While obstetricians are constantly improving their practices based on evidence, they are also committed to learning from their peers and establishing standards of care based on practices that are proven.
For learning teams, this lesson is equally important.
While standardization of practice should never be the primary goal of any learning community—rigidly scripting curricula strips innovation and experimentation out of our profession—we should be ready to replicate the practices that we know are working with our students.
When we ignore evidence of successful practices in favor of personal preferences, we are failing as professionals.
The most successful practices are practices that can be implemented by every practitioner.
Equally interesting is that obstetricians are committed to identifying and adopting practices that can be reliably implemented by all practitioners—instead of practices that can be implemented only by a small handful of obstetrics superstars.
Take forceps deliveries for example: While research shows that forceps deliveries are far less invasive for both mothers and newborns, they have been largely abandoned in challenging pregnancies for Cesarean sections (Gawande, 2007).

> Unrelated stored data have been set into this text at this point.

//! Industry benchmarks and deviation classification
//!
//! Benchmarks are loaded with a two-layer resolution:
//! 1. Check for override in data dir (~/.local/share/kessan/config/benchmarks.toml)
//! 2. Fall back to embedded defaults (compiled into binary)
//!
//! Lookups never fail: an unknown industry resolves to the generic `Other`
//! entry with neutral ranges.

use std::collections::BTreeMap;
use std::fmt;
use std::fs;
use std::path::{Path, PathBuf};
use std::str::FromStr;

use once_cell::sync::Lazy;
use serde::{Deserialize, Serialize};

use crate::error::{Error, Result};

/// Embedded default dataset (compiled into binary)
const DEFAULT_BENCHMARKS: &str = include_str!("../../../config/benchmarks.toml");

/// Key of the generic fallback industry
pub const OTHER_KEY: &str = "other";

/// Values below `low * BELOW_FACTOR` are classified `below`
pub const BELOW_FACTOR: f64 = 0.8;
/// Values above `high * AGGRESSIVE_FACTOR` are classified `aggressive`
pub const AGGRESSIVE_FACTOR: f64 = 1.2;

/// Position of a value relative to an industry range
#[derive(Debug, Clone, Copy, PartialEq, Eq, Hash, Serialize, Deserialize)]
#[serde(rename_all = "snake_case")]
pub enum Deviation {
    Below,
    Normal,
    Above,
    Aggressive,
}

impl Deviation {
    pub fn as_str(&self) -> &'static str {
        match self {
            Deviation::Below => "below",
            Deviation::Normal => "normal",
            Deviation::Above => "above",
            Deviation::Aggressive => "aggressive",
        }
    }

    /// Narrative tone used in answers
    pub fn tone(&self) -> &'static str {
        match self {
            Deviation::Below => "業界水準を下回る保守的な水準",
            Deviation::Normal => "業界標準の範囲内",
            Deviation::Above => "業界上限をやや上回る水準",
            Deviation::Aggressive => "業界水準を大きく上回るアグレッシブな水準",
        }
    }
}

impl fmt::Display for Deviation {
    fn fmt(&self, f: &mut fmt::Formatter<'_>) -> fmt::Result {
        write!(f, "{}", self.as_str())
    }
}

/// Low/mid/high reference range for one driver
#[derive(Debug, Clone, PartialEq, Serialize, Deserialize)]
pub struct BenchmarkRange {
    pub low: f64,
    pub mid: f64,
    pub high: f64,
    pub label: String,
}

impl BenchmarkRange {
    pub fn new(low: f64, mid: f64, high: f64, label: impl Into<String>) -> Self {
        Self {
            low,
            mid,
            high,
            label: label.into(),
        }
    }

    pub fn classify(&self, value: f64) -> Deviation {
        classify(value, self.low, self.high)
    }
}

/// Classify `value` against a `[low, high]` benchmark band.
///
/// - `below`: `value < low * 0.8`
/// - `aggressive`: `value > high * 1.2`
/// - `above`: `value > high`
/// - `normal`: everything else
pub fn classify(value: f64, low: f64, high: f64) -> Deviation {
    if value < low * BELOW_FACTOR {
        Deviation::Below
    } else if value > high * AGGRESSIVE_FACTOR {
        Deviation::Aggressive
    } else if value > high {
        Deviation::Above
    } else {
        Deviation::Normal
    }
}

/// Model drivers that carry a benchmark range
#[derive(Debug, Clone, Copy, PartialEq, Eq, Hash)]
pub enum Driver {
    RevenueFy1,
    GrowthRate,
    CogsRate,
    OpexBase,
    OpexGrowth,
}

impl Driver {
    /// Parameter key for this driver
    pub fn as_str(&self) -> &'static str {
        match self {
            Self::RevenueFy1 => "revenue_fy1",
            Self::GrowthRate => "growth_rate",
            Self::CogsRate => "cogs_rate",
            Self::OpexBase => "opex_base",
            Self::OpexGrowth => "opex_growth",
        }
    }

    pub fn all() -> &'static [Driver] {
        &[
            Self::RevenueFy1,
            Self::GrowthRate,
            Self::CogsRate,
            Self::OpexBase,
            Self::OpexGrowth,
        ]
    }

    /// Whether the driver is a ratio (rendered as a percentage)
    pub fn is_rate(&self) -> bool {
        matches!(self, Self::GrowthRate | Self::CogsRate | Self::OpexGrowth)
    }
}

impl FromStr for Driver {
    type Err = String;

    fn from_str(s: &str) -> std::result::Result<Self, Self::Err> {
        match s {
            "revenue_fy1" => Ok(Self::RevenueFy1),
            "growth_rate" => Ok(Self::GrowthRate),
            "cogs_rate" => Ok(Self::CogsRate),
            "opex_base" => Ok(Self::OpexBase),
            "opex_growth" => Ok(Self::OpexGrowth),
            _ => Err(format!(
                "Unknown driver: {}. Available: revenue_fy1, growth_rate, cogs_rate, opex_base, opex_growth",
                s
            )),
        }
    }
}

/// Ranges for the five model drivers
#[derive(Debug, Clone, PartialEq, Serialize, Deserialize)]
pub struct DriverRanges {
    pub revenue_fy1: BenchmarkRange,
    pub growth_rate: BenchmarkRange,
    pub cogs_rate: BenchmarkRange,
    pub opex_base: BenchmarkRange,
    pub opex_growth: BenchmarkRange,
}

impl DriverRanges {
    /// Neutral ranges used when an industry omits a driver
    pub fn neutral() -> Self {
        Self {
            revenue_fy1: BenchmarkRange::new(10_000_000.0, 50_000_000.0, 200_000_000.0, "初年度売上"),
            growth_rate: BenchmarkRange::new(0.05, 0.15, 0.4, "売上成長率"),
            cogs_rate: BenchmarkRange::new(0.2, 0.4, 0.6, "売上原価率"),
            opex_base: BenchmarkRange::new(20_000_000.0, 50_000_000.0, 150_000_000.0, "初年度販管費"),
            opex_growth: BenchmarkRange::new(0.03, 0.08, 0.15, "販管費成長率"),
        }
    }

    pub fn get(&self, driver: Driver) -> &BenchmarkRange {
        match driver {
            Driver::RevenueFy1 => &self.revenue_fy1,
            Driver::GrowthRate => &self.growth_rate,
            Driver::CogsRate => &self.cogs_rate,
            Driver::OpexBase => &self.opex_base,
            Driver::OpexGrowth => &self.opex_growth,
        }
    }
}

/// Industry KPI definition
#[derive(Debug, Clone, PartialEq, Serialize, Deserialize)]
pub struct BenchmarkKpi {
    pub name: String,
    pub description: String,
    pub benchmark: String,
}

#[derive(Debug, Clone, PartialEq, Serialize, Deserialize)]
pub struct Competitor {
    pub name: String,
    pub description: String,
}

/// Market trend with its expected P&L impact
#[derive(Debug, Clone, PartialEq, Serialize, Deserialize)]
pub struct Trend {
    pub title: String,
    pub description: String,
    pub impact: String,
}

#[derive(Debug, Clone, Default, PartialEq, Serialize, Deserialize)]
pub struct CompetitiveEnvironment {
    pub market_structure: String,
    pub key_success_factors: Vec<String>,
    pub entry_barriers: String,
}

/// Benchmark data for one industry
#[derive(Debug, Clone, PartialEq, Serialize, Deserialize)]
pub struct IndustryBenchmark {
    /// Lookup key (lowercase table name in the dataset)
    pub key: String,
    /// Canonical name (e.g. "SaaS")
    pub name: String,
    /// Display label
    pub label: String,
    pub drivers: DriverRanges,
    pub kpis: Vec<BenchmarkKpi>,
    pub competitors: Vec<Competitor>,
    pub trends: Vec<Trend>,
    pub competitive_environment: CompetitiveEnvironment,
    /// Revenue multiple for the valuation heuristic
    pub valuation_multiple: f64,
}

impl IndustryBenchmark {
    /// Generic fallback with neutral ranges and no market data
    pub fn generic() -> Self {
        Self {
            key: OTHER_KEY.to_string(),
            name: "Other".to_string(),
            label: "その他".to_string(),
            drivers: DriverRanges::neutral(),
            kpis: Vec::new(),
            competitors: Vec::new(),
            trends: Vec::new(),
            competitive_environment: CompetitiveEnvironment::default(),
            valuation_multiple: 1.5,
        }
    }

    pub fn range(&self, driver: Driver) -> &BenchmarkRange {
        self.drivers.get(driver)
    }

    /// Classify a driver value against this industry's range
    pub fn classify(&self, driver: Driver, value: f64) -> Deviation {
        self.range(driver).classify(value)
    }
}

The reasons obstetricians have abandoned forceps are relatively simple: Forceps may be safer and less invasive in the hands of a highly accomplished practitioner, but in the hands of a novice, they can be deadly (Gawande, 2007).
Deliveries by Cesarean section, on the other hand, are far simpler to master. What’s more, the actions taken by obstetricians during a Cesarean section can be observed and coached by mentors standing alongside the birthing table (Gawande, 2007).
That’s important for collaborative teams that are committed to improvement to understand. Our goal shouldn’t be to collectively identify practices that are beyond the ability of most of our peers.
Instead, our goal should be to find ways incrementally improve practices that are within reach of every teacher. Large scale
improvements across entire teams are otherwise impossible.
Any of this make sense? How successful have your schools been at devising systems for collecting evidence on student success and then at developing instructional practices that work?
Which of these core actions is your learning team struggling with? How are you going to change the work that you are doing together to overcome those hurdles?